Libopus Unsupported PCM Frame Size Error
This article explains how the libopus library handles PCM input frame sizes that do not match its strictly supported durations. We will explore the specific error codes returned by the encoder, the technical reasons behind these strict requirements, and how developers can implement buffering to resolve this issue in their audio applications.
The Result of Invalid Frame Sizes
When you feed the libopus encoder (opus_encode or
opus_encode_float) with a PCM frame size that is not an
exact match or multiple of its supported sizes, the encoder will reject
the input. It does not automatically pad, truncate, or split the audio
data.
Instead, the encoding function will fail immediately and return the
error code OPUS_BAD_ARG (which is defined
as -1 in the API).
Supported Opus Frame Sizes
Opus is designed to operate only with specific, highly optimized frame sizes. The library measures frame sizes in terms of audio duration per channel. The only supported frame sizes are:
- 2.5 ms
- 5 ms
- 10 ms
- 20 ms
- 40 ms
- 60 ms
- 80 ms (added in newer versions, achieved by combining multiple frames)
- 120 ms (added in newer versions, achieved by combining multiple frames)
To calculate the exact number of samples required per channel for a valid frame, you must multiply the audio duration by your sampling rate. For example, at the standard Opus sampling rate of 48 kHz:
- 2.5 ms: 120 samples
- 5 ms: 240 samples
- 10 ms: 480 samples
- 20 ms: 960 samples
- 40 ms: 1920 samples
- 60 ms: 2880 samples
If your input buffer contains any other number of samples per channel
(for example, 500 samples at 48 kHz), libopus will refuse to process it
and return OPUS_BAD_ARG.
Why Opus Requires Strict Frame Sizes
The Opus codec relies on transform-based coding, specifically the Modified Discrete Cosine Transform (MDCT) for its high-latency CELT mode, and Linear Predictive Coding (LPC) for its low-latency SILK mode.
These mathematical transforms require fixed-size blocks of data to properly perform frequency analysis, apply windowing functions, and maintain low algorithmic delay. Allowing arbitrary frame sizes would break the overlap-add process required for seamless audio reconstruction, resulting in severe compression artifacts or massive processing overhead.
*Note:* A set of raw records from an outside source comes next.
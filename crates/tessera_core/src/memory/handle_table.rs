//! # Handle Table
//!
//! Generation-tagged slot allocator. Every value lives in a slot; handing out
//! a handle records the slot index together with the slot's generation.

use std::marker::PhantomData;

use crate::error::{WorldError, WorldResult};
use crate::handle::{Handle, RawHandle};

/// A single slot of the table.
struct Slot<T> {
    /// Bumped every time the slot is freed.
    generation: u32,
    value: Option<T>,
}

/// A growable pool of values addressed by generation-checked handles.
///
/// Lookups are O(1). Freed slots go to a LIFO free list and are reused by the
/// next allocation with a bumped generation, so every handle issued for the
/// previous occupant stops resolving.
///
/// # Generation wraparound
///
/// Generations wrap after 2^32 reuses of the same slot. A handle kept alive
/// across that many reuses would resolve again. This is accepted.
///
/// # Example
///
/// ```rust,ignore
/// let mut table: HandleTable<u32, GameObjectHandle> = HandleTable::with_capacity(64, 0);
///
/// let handle = table.allocate(42)?;
/// assert_eq!(*table.get(handle)?, 42);
///
/// table.free(handle)?;
/// assert!(table.get(handle).is_err());
/// ```
pub struct HandleTable<T, H: Handle> {
    /// Slot storage. Grows on demand.
    slots: Vec<Slot<T>>,
    /// Free list - indices of available slots.
    free_list: Vec<u32>,
    /// Number of live values.
    live_count: usize,
    /// Upper bound on slots (0 = limited only by the index width).
    max_slots: usize,
    _handle: PhantomData<fn() -> H>,
}

impl<T, H: Handle> HandleTable<T, H> {
    /// Creates an empty table.
    #[must_use]
    pub fn new() -> Self {
        Self::with_capacity(0, 0)
    }

    /// Creates a table with `capacity` slots reserved up front.
    ///
    /// # Arguments
    ///
    /// * `capacity` - Slots to reserve (no handles are issued)
    /// * `max_slots` - Hard limit on slots, `0` for none
    #[must_use]
    pub fn with_capacity(capacity: usize, max_slots: usize) -> Self {
        Self {
            slots: Vec::with_capacity(capacity),
            free_list: Vec::with_capacity(capacity),
            live_count: 0,
            max_slots,
            _handle: PhantomData,
        }
    }

    /// Returns the number of live values.
    #[inline]
    #[must_use]
    pub const fn len(&self) -> usize {
        self.live_count
    }

    /// Returns `true` if no value is live.
    #[inline]
    #[must_use]
    pub const fn is_empty(&self) -> bool {
        self.live_count == 0
    }

    /// Returns how many slots fit before the slot storage reallocates.
    #[inline]
    #[must_use]
    pub fn capacity(&self) -> usize {
        self.slots.capacity()
    }

    /// Returns the number of slots ever created (live + free).
    #[inline]
    #[must_use]
    pub fn slot_count(&self) -> usize {
        self.slots.len()
    }

    /// Returns the number of free slots waiting for reuse.
    #[inline]
    #[must_use]
    pub fn free_count(&self) -> usize {
        self.free_list.len()
    }

    /// Stores `value` in a free or newly grown slot.
    ///
    /// # Errors
    ///
    /// Returns [`WorldError::CapacityExceeded`] when no slot is free and the
    /// table already holds `max_slots` slots.
    pub fn allocate(&mut self, value: T) -> WorldResult<H> {
        if let Some(index) = self.free_list.pop() {
            let slot = &mut self.slots[index as usize];
            debug_assert!(slot.value.is_none());
            slot.value = Some(value);
            self.live_count += 1;
            return Ok(H::from_raw(RawHandle::new(index, slot.generation)));
        }

        let limit = if self.max_slots == 0 {
            u32::MAX as usize
        } else {
            self.max_slots.min(u32::MAX as usize)
        };
        if self.slots.len() >= limit {
            return Err(WorldError::CapacityExceeded {
                kind: H::KIND,
                capacity: limit,
            });
        }

        let index = u32::try_from(self.slots.len()).map_err(|_| WorldError::CapacityExceeded {
            kind: H::KIND,
            capacity: limit,
        })?;
        self.slots.push(Slot {
            generation: 0,
            value: Some(value),
        });
        self.live_count += 1;
        Ok(H::from_raw(RawHandle::new(index, 0)))
    }

    /// Frees the value behind `handle`, bumping the slot generation.
    ///
    /// # Errors
    ///
    /// Returns [`WorldError::NotFound`] if the handle is stale or out of range.
    pub fn free(&mut self, handle: H) -> WorldResult<T> {
        let raw = handle.raw();
        let slot = self
            .slots
            .get_mut(raw.index() as usize)
            .filter(|slot| slot.generation == raw.generation() && slot.value.is_some())
            .ok_or(WorldError::NotFound { kind: H::KIND })?;

        let value = slot.value.take().ok_or(WorldError::NotFound { kind: H::KIND })?;
        slot.generation = slot.generation.wrapping_add(1);
        self.free_list.push(raw.index());
        self.live_count -= 1;
        Ok(value)
    }

    /// Checks whether `handle` resolves to a live value.
    #[inline]
    #[must_use]
    pub fn contains(&self, handle: H) -> bool {
        self.get(handle).is_ok()
    }

    /// Resolves a handle.
    ///
    /// # Errors
    ///
    /// Returns [`WorldError::NotFound`] if the handle is stale or out of range.
    #[inline]
    pub fn get(&self, handle: H) -> WorldResult<&T> {
        let raw = handle.raw();
        self.slots
            .get(raw.index() as usize)
            .filter(|slot| slot.generation == raw.generation())
            .and_then(|slot| slot.value.as_ref())
            .ok_or(WorldError::NotFound { kind: H::KIND })
    }

    /// Resolves a handle mutably.
    ///
    /// # Errors
    ///
    /// Returns [`WorldError::NotFound`] if the handle is stale or out of range.
    #[inline]
    pub fn get_mut(&mut self, handle: H) -> WorldResult<&mut T> {
        let raw = handle.raw();
        self.slots
            .get_mut(raw.index() as usize)
            .filter(|slot| slot.generation == raw.generation())
            .and_then(|slot| slot.value.as_mut())
            .ok_or(WorldError::NotFound { kind: H::KIND })
    }

    /// Iterates over all live values with their handles, in slot order.
    pub fn iter(&self) -> impl Iterator<Item = (H, &T)> {
        self.slots.iter().enumerate().filter_map(|(index, slot)| {
            slot.value.as_ref().map(|value| {
                #[allow(clippy::cast_possible_truncation)]
                let raw = RawHandle::new(index as u32, slot.generation);
                (H::from_raw(raw), value)
            })
        })
    }

    /// Iterates mutably over all live values with their handles.
    pub fn iter_mut(&mut self) -> impl Iterator<Item = (H, &mut T)> {
        self.slots.iter_mut().enumerate().filter_map(|(index, slot)| {
            let generation = slot.generation;
            slot.value.as_mut().map(|value| {
                #[allow(clippy::cast_possible_truncation)]
                let raw = RawHandle::new(index as u32, generation);
                (H::from_raw(raw), value)
            })
        })
    }

    /// Collects the handles of every live value.
    #[must_use]
    pub fn handles(&self) -> Vec<H> {
        self.iter().map(|(handle, _)| handle).collect()
    }
}

impl<T, H: Handle> Default for HandleTable<T, H> {
    fn default() -> Self {
        Self::new()
    }
}

#[cfg(test)]
mod tests {
    use super::*;
    use crate::handle::GameObjectHandle;

    type Table = HandleTable<u32, GameObjectHandle>;

    #[test]
    fn test_allocate_free() {
        let mut table = Table::new();

        let h1 = table.allocate(42).unwrap();
        assert_eq!(*table.get(h1).unwrap(), 42);
        assert_eq!(table.len(), 1);

        let freed = table.free(h1).unwrap();
        assert_eq!(freed, 42);
        assert!(table.is_empty());
    }

    #[test]
    fn test_stale_handle_after_reuse() {
        let mut table = Table::new();

        let h1 = table.allocate(1).unwrap();
        table.free(h1).unwrap();

        let h2 = table.allocate(2).unwrap();
        assert_eq!(h1.index(), h2.index()); // Same slot reused
        assert_ne!(h1.generation(), h2.generation());

        assert!(matches!(table.get(h1), Err(WorldError::NotFound { .. })));
        assert_eq!(*table.get(h2).unwrap(), 2);
    }

    #[test]
    fn test_double_free_is_rejected() {
        let mut table = Table::new();
        let h = table.allocate(5).unwrap();
        table.free(h).unwrap();
        assert!(table.free(h).is_err());
        assert_eq!(table.free_count(), 1);
    }

    #[test]
    fn test_generation_increases_per_reuse() {
        let mut table = Table::new();
        let mut last = table.allocate(0).unwrap();
        for value in 1..10 {
            table.free(last).unwrap();
            let next = table.allocate(value).unwrap();
            assert_eq!(next.index(), last.index());
            assert!(next.generation() > last.generation());
            last = next;
        }
    }

    #[test]
    fn test_out_of_range_and_null() {
        let table = Table::new();
        assert!(table.get(GameObjectHandle::from_raw(RawHandle::new(99, 0))).is_err());
        assert!(table.get(GameObjectHandle::NULL).is_err());
    }

    #[test]
    fn test_capacity_limit() {
        let mut table: Table = HandleTable::with_capacity(2, 2);
        assert!(table.capacity() >= 2);
        let _ = table.allocate(1).unwrap();
        let h = table.allocate(2).unwrap();
        assert!(matches!(
            table.allocate(3),
            Err(WorldError::CapacityExceeded { capacity: 2, .. })
        ));

        // Freed slots are still usable under the limit.
        table.free(h).unwrap();
        assert_eq!(table.free_count(), 1);
        assert!(table.allocate(4).is_ok());
        assert_eq!(table.slot_count(), 2);
    }

    #[test]
    fn test_iter_skips_free_slots() {
        let mut table = Table::new();
        let a = table.allocate(10).unwrap();
        let b = table.allocate(20).unwrap();
        let c = table.allocate(30).unwrap();
        table.free(b).unwrap();

        let live: Vec<_> = table.iter().map(|(h, v)| (h, *v)).collect();
        assert_eq!(live, vec![(a, 10), (c, 30)]);
    }
}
How to Handle Arbitrary Input Sizes
If your audio source generates PCM frames of arbitrary or non-standard sizes, you must handle the layout adjustment before passing the data to libopus. The standard industry solution is to implement a FIFO (First-In, First-Out) Buffer.
- Accumulate PCM Data: Push the incoming, arbitrarily-sized PCM samples into a local FIFO buffer.
- Check Buffer Size: Query the FIFO buffer to see if it contains enough samples to meet one of the supported Opus frame sizes (e.g., 960 samples for 20 ms at 48 kHz).
- Extract and Encode: Pop the exact number of
required samples from the FIFO, pass them to
opus_encode, and transmit the resulting packet. - Repeat or Hold: Leave any remaining fractional samples in the FIFO to be combined with the next incoming block of audio.